Charles Darwin, el científico que enfrentó a Dios
Fue el padre de la llamada teoría de la evolución con su libro El origen de las especies, publicado en 1859, que desde entonces levantó una polvareda que aún no se disipó.
Su abuelo, Erasmus Darwin, había sido un médico y naturalista que fundó la Sociedad Lunar, una congregación de científicos de la segunda mitad del siglo dieciocho que se juntaba para discutir sus observaciones sobre la naturaleza. Charles Darwin nació en Inglaterra, en 1809; con apenas 16 años ingresó a la Facultad de Medicina de Edimburgo, de donde huyó espantado cuando tuvo que hacer su primera disección. Pasó a la Universidad de Cambridge a estudiar teología y allí adquirió un fuerte apego por las ciencias naturales, ya que ninguna de las teorías en boga lo satisfacía. Se decidió a encontrar una por sus propios medios, para ello debía echarse a andar por el mundo. Por eso, se subió a un bergantín de la Marina Real británica e hizo su primera expedición al Beagle. No fue fácil, primero tuvo que vencer la oposición familiar. Su padre lo desafió a encontrar “una sola persona que considerara que emprender el viaje era razonable”. Al ser presentado al capitán del barco, Fitz Roy —en cuyo honor se bautizaría un cerro de 3.400 metros de altura en la frontera sur entre Argentina y Chile— estuvo a punto de rechazarlo “a causa de la forma de su nariz”. Fitz Roy era un verdadero devoto de la frenología y, por tanto, estaba convencido de que la morfología física traducía con exactitud los rasgos de una personalidad.

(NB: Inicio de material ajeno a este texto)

use std::path::{Path, PathBuf};

use anyhow::Context;
use chrono::Local;
use clap::{Parser, Subcommand};
use sqlx::postgres::{PgPool, PgPoolOptions};
use tokio::io::BufReader;
use tracing::{info, warn};

mod blink;
mod capture;
mod config;
mod db;
mod export;
mod eyes;
mod focus;
mod logging;
mod models;
mod report;
mod session;

use config::{EngineArgs, EngineConfig};
use logging::LogConfig;
use models::FocusState;
use report::SessionSummary;
use session::FocusEngine;

#[derive(Parser)]
#[command(name = "focustrack")]
#[command(
    about = "Real-time attention tracking from face and eye detector output",
    long_about = None
)]
struct Cli {
    #[command(flatten)]
    log: LogConfig,
    #[command(subcommand)]
    command: Commands,
}

#[derive(Subcommand)]
enum Commands {
    /// Track a live session from detector frames (JSON Lines)
    Run {
        /// Frame input file; stdin when omitted or "-"
        #[arg(long)]
        input: Option<PathBuf>,
        #[arg(long, default_value = ".")]
        out_dir: PathBuf,
        /// Frames buffered between the reader and the engine
        #[arg(long, default_value_t = 64)]
        queue: usize,
        #[command(flatten)]
        engine: EngineArgs,
    },
    /// Print the statistics of an exported session log
    Summary {
        #[arg(long)]
        csv: PathBuf,
        #[arg(long)]
        json: bool,
    },
    /// Generate a markdown report from a session log
    Report {
        #[arg(long)]
        csv: PathBuf,
        #[arg(long, default_value = "report.md")]
        out: PathBuf,
    },
    /// Create or upgrade the archive schema
    InitDb,
    /// Store an exported session log in the archive
    Archive {
        #[arg(long)]
        csv: PathBuf,
    },
    /// List archived sessions, newest first
    Trends {
        #[arg(long, default_value_t = 10)]
        limit: i64,
    },
}

#[tokio::main]
async fn main() -> anyhow::Result<()> {
    let cli = Cli::parse();
    logging::init_tracing(&cli.log)?;

    match cli.command {
        Commands::Run {
            input,
            out_dir,
            queue,
            engine,
        } => {
            let config = EngineConfig::try_from(engine)?;
            run_session(config, input, &out_dir, queue).await?;
        }
        Commands::Summary { csv, json } => {
            let entries = export::read_log(&csv)?;
            let summary = SessionSummary::from_log(&entries);
            if json {
                println!("{}", serde_json::to_string_pretty(&summary)?);
            } else {
                print_summary(&summary);
            }
        }
        Commands::Report { csv, out } => {
            let entries = export::read_log(&csv)?;
            let summary = SessionSummary::from_log(&entries);
            let report = report::build_report(&source_key(&csv), &summary, &entries);
            std::fs::write(&out, report)
                .with_context(|| format!("failed to write {}", out.display()))?;
            println!("Report written to {}.", out.display());
        }
        Commands::InitDb => {
            let pool = connect().await?;
            db::init_db(&pool).await?;
            println!("Schema ready.");
        }
        Commands::Archive { csv } => {
            let pool = connect().await?;
            let entries = export::read_log(&csv)?;
            let key = source_key(&csv);
            if db::archive_log(&pool, &key, &entries).await? {
                println!("Archived {} entries from {}.", entries.len(), csv.display());
            } else {
                println!("{key} is already archived.");
            }
        }
        Commands::Trends { limit } => {
            let pool = connect().await?;
            let trends = db::fetch_trends(&pool, limit).await?;

            if trends.is_empty() {
                println!("No archived sessions.");
                return Ok(());
            }

            println!("Recent sessions:");
            for trend in trends {
                println!(
                    concat!(
                        "- {} ({}, {} entries, {}) ",
                        "focused {:.1}% distracted {:.1}% drowsy {:.1}% blinks {:.1}/min"
                    ),
                    trend.source_key,
                    trend.started_at,
                    trend.entry_count,
                    report::format_duration(trend.duration_secs.max(0) as u64),
                    trend.focused_pct,
                    trend.distracted_pct,
                    trend.drowsy_pct,
                    trend.avg_blinks_per_min
                );
            }
        }
    }

    Ok(())
}

async fn run_session(
    config: EngineConfig,
    input: Option<PathBuf>,
    out_dir: &Path,
    queue: usize,
) -> anyhow::Result<()> {
    std::fs::create_dir_all(out_dir)
        .with_context(|| format!("failed to create output directory {}", out_dir.display()))?;

    let (mut frames, reader) = match input.filter(|path| path.as_os_str() != "-") {
        Some(path) => {
            let file = tokio::fs::File::open(&path)
                .await
                .with_context(|| format!("failed to open frame input {}", path.display()))?;
            capture::spawn_reader(BufReader::new(file), queue)
        }
        None => capture::spawn_reader(BufReader::new(tokio::io::stdin()), queue),
    };

    let mut engine = FocusEngine::new(config, Local::now().naive_local());
    info!(session_id = %engine.session().id(), "tracking, press Ctrl-C to stop and save");

    let shutdown = async {
        if let Err(err) = tokio::signal::ctrl_c().await {
            warn!(error = %err, "cannot listen for Ctrl-C");
            std::future::pending::<()>().await;
        }
    };
    let stopped_at = capture::drive(&mut engine, &mut frames, shutdown).await?;

    frames.close();
    if reader.is_finished() {
        match reader.await {
            Ok(Ok(count)) => info!(frames = count, "frame input drained"),
            Ok(Err(err)) => warn!(error = %err, "frame input ended with an error"),
            Err(err) => warn!(error = %err, "frame reader failed"),
        }
    } else {
        reader.abort();
    }

    match engine.finalize(stopped_at, out_dir) {
        Ok(finalized) => {
            print_summary(&finalized.summary);
            match finalized.path {
                Some(path) => println!("\nSaved: {}", path.display()),
                None => println!("\nNo data logged"),
            }
            Ok(())
        }
        Err(err) => {
            print_summary(&err.summary);
            Err(err.into())
        }
    }
}

fn print_summary(summary: &SessionSummary) {
    println!("SESSION SUMMARY");
    println!("Duration: {}", report::format_duration(summary.duration_secs));
    println!("Data points: {}", summary.entries);
    if let Some(total_blinks) = summary.total_blinks {
        println!("Total blinks detected: {total_blinks}");
    }
    println!("Productivity: {}%", summary.productivity());
    println!("Average blink rate: {:.1}/min", summary.avg_blinks_per_minute);
    if let Some(emotion) = &summary.top_emotion {
        println!("Top emotion: {}", emotion.as_str().to_uppercase());
    }

    println!("\nFocus breakdown:");
    for state in FocusState::ALL {
        println!("- {}: {:.1}%", state, summary.percent_of(state));
    }

    println!("\nBlink state analysis:");
    for (category, count) in &summary.blink_states {
        println!("- {category}: {count}");
    }
}

fn source_key(path: &Path) -> String {
    path.file_name()
        .map(|name| name.to_string_lossy().into_owned())
        .unwrap_or_else(|| path.display().to_string())
}

async fn connect() -> anyhow::Result<PgPool> {
    let database_url = std::env::var("DATABASE_URL")
        .context("DATABASE_URL must be set to a Postgres instance for the archive")?;

    PgPoolOptions::new()
        .max_connections(5)
        .connect(&database_url)
        .await
        .context("failed to connect to Postgres")
}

Durante esa travesía, Charles Darwin leyó Principios de Geología, un libro del geólogo británico Charles Lyell, donde se sostiene la idea de que los cambios en la superficie terrestre son resultado de procesos muy lentos a lo largo de extensísimos períodos. Darwin pensó que esa teoría pulsaba una tecla cuyo sonido podía expandirse a otras áreas de la naturaleza, como las especies animales. A pesar de la marca que le había dejado su formación religiosa, Darwin no creía que Dios hubiera sido el hacedor de todo lo viviente. Leyendo un ensayo del economista Thomas Malthus sobre la población, llegó a un concepto del que se terminaría apropiando: la selección natural.
Darwin se dedicó a recolectar una vastísima cantidad de datos y observaciones, para verificar regularidades y formular conclusiones. Plantas, insectos, animales, nada de lo que tuviera vida le resultaba ajeno. Todo era incorporado a su teoría, que finalmente vio la luz en forma de libro. El 24 de noviembre de 1859 se publicó El origen de las especies. Desde el principio disfrutó de un tremendo éxito. La primera y corta edición integrada por 2.250 ejemplares se vendió en su totalidad el mismo día de la publicación, y una segunda edición de 3.000 ejemplares poco después. El libro que estuvo en el centro de una polémica a escala mundial y que aún hoy se discute con ardor. En particular, por la Iglesia, que ve negada de plano su teoría creacionista. El grueso del mundo científico fue aceptando gradualmente la importancia de los logros que trajo ese desarrollo analítico al formular una relación coherente y valedera de por qué existimos.
El nombre de Darwin fue casi tan anatemizado como el de Marx. Pese a que ambos eran contemporáneos y vivían solo a 25 kilómetros de distancia, jamás se conocieron personalmente. Pero sí hubo contacto entre ellos. Marx le envió un ejemplar de El Capital con esta dedicatoria: “A Mr. Charles Darwin, de parte de su sincero admirador, Karl Marx”. Cuando leyó El origen de las especies, Marx escribió: “El libro de Darwin es muy importante y me sirve de base en ciencias naturales para la lucha de clases en la historia. Desde luego que uno tiene que aguantar el crudo método inglés de desarrollo. A pesar de todas las deficiencias, no solo se da aquí por primera vez el golpe de gracia a la teología en las ciencias naturales, sino que también se explica empíricamente su significado racional”. Cuando Charles Darwin murió, el ex presidente argentino Domingo Faustino Sarmiento escribió sobre él: “Fue uno de los más grandes pensadores contemporáneos, observador profundo, innovador reflexivo y tranquilo, humilde y honrado expositor y, para decirlo todo, Darwin, muerto a la edad de setenta y tres años, con sus libros cada vez más profundos —como si temiera llevarse consigo el secreto de sus últimos estudios— dejó el siglo lleno de su nombre”.